I'm on Kafka 0.8 final. Both brokers are up. The behavior is my producer
produces messages just fine, then it pauses for a few seconds. Then it
continues. The brokers are not stopping and starting. The broker logs show
that another producer/consumer has a connection error at the same time my
producer pauses. The exception at my producer (that pauses) indicates that
the connection was aborted, which to my understanding usually indicates
that the TCP connection was closed underneath it due to the broker end not
responding. It's as if the socket error indicated in the logs below for
"10.236.67.30" (the other producer/consumer) causes the broker to hang long
enough for the TCP connection for my producer to timeout.


Thanks


-------------------------------------------------------------------------

What version of kafka are you on?



It seems like your producers are not seeing your broker(s).  can you
confirm brokers are up?



On Mon, Dec 16, 2013 at 7:52 PM, Tom Amon <ta46...@gmail.com> wrote:



> Hi All,

>

> I have a situation where one producer/consumer is causing timeout

> errors on the Kafka broker. The exception in the logs looks like this:

>

> [2013-12-16 17:32:25,992] ERROR Closing socket for /10.236.67.30

> because of error (kafka.network.Processor)
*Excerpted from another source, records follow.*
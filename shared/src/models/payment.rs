//! Payment and Reminder Models

use chrono::NaiveDate;
use serde::{Deserialize, Serialize};
use std::fmt;
use std::str::FromStr;

#[derive(Debug, Clone, Copy, Serialize, Deserialize, PartialEq, Eq, Hash)]
#[cfg_attr(feature = "db", derive(sqlx::Type))]
pub enum PaymentStatus {
    Pending,
    Confirmed,
    Failed,
    Rejected,
    Settled,
}

impl PaymentStatus {
    pub fn as_str(&self) -> &'static str {
        match self {
            Self::Pending => "Pending",
            Self::Confirmed => "Confirmed",
            Self::Failed => "Failed",
            Self::Rejected => "Rejected",
            Self::Settled => "Settled",
        }
    }
}

#[derive(Debug, Clone, Copy, Serialize, Deserialize, PartialEq, Eq, Hash)]
#[serde(rename_all = "lowercase")]
#[cfg_attr(feature = "db", derive(sqlx::Type))]
#[cfg_attr(feature = "db", sqlx(rename_all = "lowercase"))]
pub enum PaymentMethod {
    Midtrans,
    Cash,
    Manual,
}

impl FromStr for PaymentMethod {
    type Err = UnknownVariant;

    fn from_str(s: &str) -> Result<Self, Self::Err> {
        match s.trim().to_ascii_lowercase().as_str() {
            "midtrans" => Ok(Self::Midtrans),
            "cash" => Ok(Self::Cash),
            "manual" | "transfer" => Ok(Self::Manual),
            _ => Err(UnknownVariant(s.to_string())),
        }
    }
}

/// What a payment pays for
#[derive(Debug, Clone, Copy, Serialize, Deserialize, PartialEq, Eq, Hash)]
#[serde(rename_all = "lowercase")]
#[cfg_attr(feature = "db", derive(sqlx::Type))]
#[cfg_attr(feature = "db", sqlx(rename_all = "lowercase"))]
pub enum PaymentType {
    /// Whole lease up front
    Full,
    /// 30% down payment, remainder tracked by a reminder
    #[serde(rename = "dp")]
    #[cfg_attr(feature = "db", sqlx(rename = "dp"))]
    DownPayment,
    /// Lease extension
    Extend,
}

impl FromStr for PaymentType {
    type Err = UnknownVariant;

    /// Only `full` and `dp` may be requested by a tenant; `extend` is
    /// created by the extension flow.
    fn from_str(s: &str) -> Result<Self, Self::Err> {
        match s.trim().to_ascii_lowercase().as_str() {
            "full" => Ok(Self::Full),
            "dp" => Ok(Self::DownPayment),
            _ => Err(UnknownVariant(s.to_string())),
        }
    }
}

#[derive(Debug, Clone, PartialEq, Eq)]
pub struct UnknownVariant(pub String);

impl fmt::Display for UnknownVariant {
    fn fmt(&self, f: &mut fmt::Formatter<'_>) -> fmt::Result {
        write!(f, "unknown value: {}", self.0)
    }
}

impl std::error::Error for UnknownVariant {}

/// Payment entity
#[derive(Debug, Clone, Serialize, Deserialize, PartialEq)]
#[cfg_attr(feature = "db", derive(sqlx::FromRow))]
pub struct Payment {
    pub id: i64,
    pub booking_id: i64,
    pub amount: f64,
    pub paid_at: Option<i64>,
    pub proof_url: Option<String>,
    pub status: PaymentStatus,
    pub order_id: Option<String>,
    pub snap_token: Option<String>,
    pub method: PaymentMethod,
    pub payment_type: PaymentType,
    pub down_payment_amount: f64,
    /// Next installment due date (down payments)
    pub due_date: Option<NaiveDate>,
    /// Months added to the lease once confirmed (extensions)
    pub extend_months: i64,
    pub created_at: i64,
    pub updated_at: i64,
}

/// Create payment session payload
#[derive(Debug, Clone, Serialize, Deserialize)]
pub struct PaymentCreate {
    pub booking_id: i64,
    /// `full` or `dp`
    pub payment_type: String,
}

/// Payment row for the admin list
#[derive(Debug, Clone, Serialize, Deserialize)]
#[cfg_attr(feature = "db", derive(sqlx::FromRow))]
pub struct PaymentSummary {
    #[serde(flatten)]
    #[cfg_attr(feature = "db", sqlx(flatten))]
    pub payment: Payment,
    pub room_name: String,
    pub username: String,
    pub tenant_name: Option<String>,
}

#[derive(Debug, Clone, Default, Serialize, Deserialize)]
pub struct PaymentQuery {
    pub status: Option<PaymentStatus>,
}

/// Midtrans Snap session handed to the browser
#[derive(Debug, Clone, Serialize, Deserialize)]
pub struct SnapSession {
    pub payment_id: i64,
    pub order_id: String,
    pub token: String,
    pub redirect_url: String,
}

#[derive(Debug, Clone, Copy, Serialize, Deserialize, PartialEq, Eq, Hash)]
#[cfg_attr(feature = "db", derive(sqlx::Type))]
pub enum ReminderStatus {
    Pending,
    Paid,
    Expired,
}

/// Installment reminder attached to a payment
#[derive(Debug, Clone, Serialize, Deserialize, PartialEq)]
#[cfg_attr(feature = "db", derive(sqlx::FromRow))]
pub struct PaymentReminder {
    pub id: i64,
    pub payment_id: i64,
    pub amount: f64,
    pub due_date: NaiveDate,
    pub status: ReminderStatus,
    pub is_sent: bool,
    pub created_at: i64,
}

/// Reminder with the booking context a tenant needs ("my bills")
#[derive(Debug, Clone, Serialize, Deserialize)]
#[cfg_attr(feature = "db", derive(sqlx::FromRow))]
pub struct ReminderDetail {
    #[serde(flatten)]
    #[cfg_attr(feature = "db", sqlx(flatten))]
    pub reminder: PaymentReminder,
    pub booking_id: i64,
    pub room_name: String,
    pub user_id: i64,
}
> java.io.IOException: Connection timed out

>         at sun.nio.ch.FileDispatcher.read0(Native Method)

>         at sun.nio.ch.SocketDispatcher.read(SocketDispatcher.java:21)
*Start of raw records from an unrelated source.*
//! Tenant Profile Models

use chrono::NaiveDate;
use serde::{Deserialize, Serialize};
use validator::{Validate, ValidationError};

use super::user::UserInfo;

/// Guest until the first booking, then Tenant
#[derive(Debug, Clone, Copy, Serialize, Deserialize, PartialEq, Eq, Hash)]
#[cfg_attr(feature = "db", derive(sqlx::Type))]
pub enum ProfileLevel {
    Guest,
    Tenant,
}

#[derive(Debug, Clone, Copy, Serialize, Deserialize, PartialEq, Eq, Hash)]
#[cfg_attr(feature = "db", derive(sqlx::Type))]
pub enum Gender {
    Male,
    Female,
}

/// Tenant profile entity (one per user)
#[derive(Debug, Clone, Serialize, Deserialize, PartialEq)]
#[cfg_attr(feature = "db", derive(sqlx::FromRow))]
pub struct TenantProfile {
    pub id: i64,
    pub user_id: i64,
    pub full_name: Option<String>,
    pub email: Option<String>,
    /// 16-digit national identity number
    pub nik: Option<String>,
    pub phone: Option<String>,
    pub birth_date: Option<NaiveDate>,
    pub home_address: Option<String>,
    pub gender: Option<Gender>,
    pub photo_url: Option<String>,
    pub level: ProfileLevel,
    pub created_at: i64,
    pub updated_at: i64,
}

/// `GET /profile` response
#[derive(Debug, Clone, Serialize, Deserialize)]
pub struct ProfileResponse {
    pub user: UserInfo,
    pub profile: TenantProfile,
}

/// Profile update payload
#[derive(Debug, Clone, Default, Serialize, Deserialize, Validate)]
pub struct ProfileUpdate {
    #[validate(length(min = 1, max = 100))]
    pub full_name: Option<String>,
    #[validate(email)]
    pub email: Option<String>,
    #[validate(custom(function = "nik_rule"))]
    pub nik: Option<String>,
    #[validate(custom(function = "phone_rule"))]
    pub phone: Option<String>,
    /// `YYYY-MM-DD`
    pub birth_date: Option<String>,
    #[validate(length(max = 255))]
    pub home_address: Option<String>,
    pub gender: Option<Gender>,
}

/// Tenant list filters (admin)
#[derive(Debug, Clone, Default, Serialize, Deserialize)]
pub struct TenantQuery {
    /// Matches name, email or phone, case-insensitive
    pub search: Option<String>,
    pub level: Option<ProfileLevel>,
    pub page: Option<u32>,
    pub limit: Option<u32>,
}

/// Tenant row for the admin list
#[derive(Debug, Clone, Serialize, Deserialize)]
#[cfg_attr(feature = "db", derive(sqlx::FromRow))]
pub struct TenantSummary {
    #[serde(flatten)]
    #[cfg_attr(feature = "db", sqlx(flatten))]
    pub profile: TenantProfile,
    pub username: String,
    pub booking_count: i64,
}

/// NIK: exactly 16 ASCII digits
pub fn validate_nik(nik: &str) -> bool {
    nik.len() == 16 && nik.bytes().all(|b| b.is_ascii_digit())
}

/// Indonesian mobile number: starts with `08` or `62`, 10-15 digits.
/// A leading `+` is accepted.
pub fn validate_phone(phone: &str) -> bool {
    let digits = phone.strip_prefix('+').unwrap_or(phone);
    (10..=15).contains(&digits.len())
        && digits.bytes().all(|b| b.is_ascii_digit())
        && (digits.starts_with("08") || digits.starts_with("62"))
}

fn nik_rule(nik: &str) -> Result<(), ValidationError> {
    if validate_nik(nik) {
        Ok(())
    } else {
        Err(ValidationError::new("nik").with_message("NIK must be exactly 16 digits".into()))
    }
}

fn phone_rule(phone: &str) -> Result<(), ValidationError> {
    if validate_phone(phone) {
        Ok(())
    } else {
        Err(ValidationError::new("phone")
            .with_message("Phone must start with 08 or 62 and have 10-15 digits".into()))
    }
}

#[cfg(test)]
mod tests {
    use super::*;

    #[test]
    fn test_validate_nik() {
        assert!(validate_nik("3201234567890123"));
        assert!(!validate_nik("320123456789012"));
        assert!(!validate_nik("32012345678901234"));
        assert!(!validate_nik("32012345678901a3"));
    }

    #[test]
    fn test_validate_phone() {
        assert!(validate_phone("081234567890"));
        assert!(validate_phone("6281234567890"));
        assert!(validate_phone("+6281234567890"));
        assert!(!validate_phone("0812345"));
        assert!(!validate_phone("0712345678901"));
        assert!(!validate_phone("0812345678901234"));
        assert!(!validate_phone("0812-3456-7890"));
    }

    #[test]
    fn test_profile_update_custom_rules() {
        let update = ProfileUpdate {
            nik: Some("123".into()),
            phone: Some("081234567890".into()),
            ..Default::default()
        };
        let errors = update.validate().unwrap_err();
        let fields = errors.field_errors();
        assert!(fields.contains_key("nik"));
        assert!(!fields.contains_key("phone"));
    }
}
>         at sun.nio.ch.IOUtil.readIntoNativeBuffer(IOUtil.java:202)

>         at sun.nio.ch.IOUtil.read(IOUtil.java:175)

>         at sun.nio.ch.SocketChannelImpl.read(SocketChannelImpl.java:243)

>         at kafka.utils.Utils$.read(Utils.scala:395)

>         at

>

>
kafka.network.BoundedByteBufferReceive.readFrom(BoundedByteBufferReceive.scala:54)

>         at kafka.network.Processor.read(SocketServer.scala:347)

>         at kafka.network.Processor.run(SocketServer.scala:245)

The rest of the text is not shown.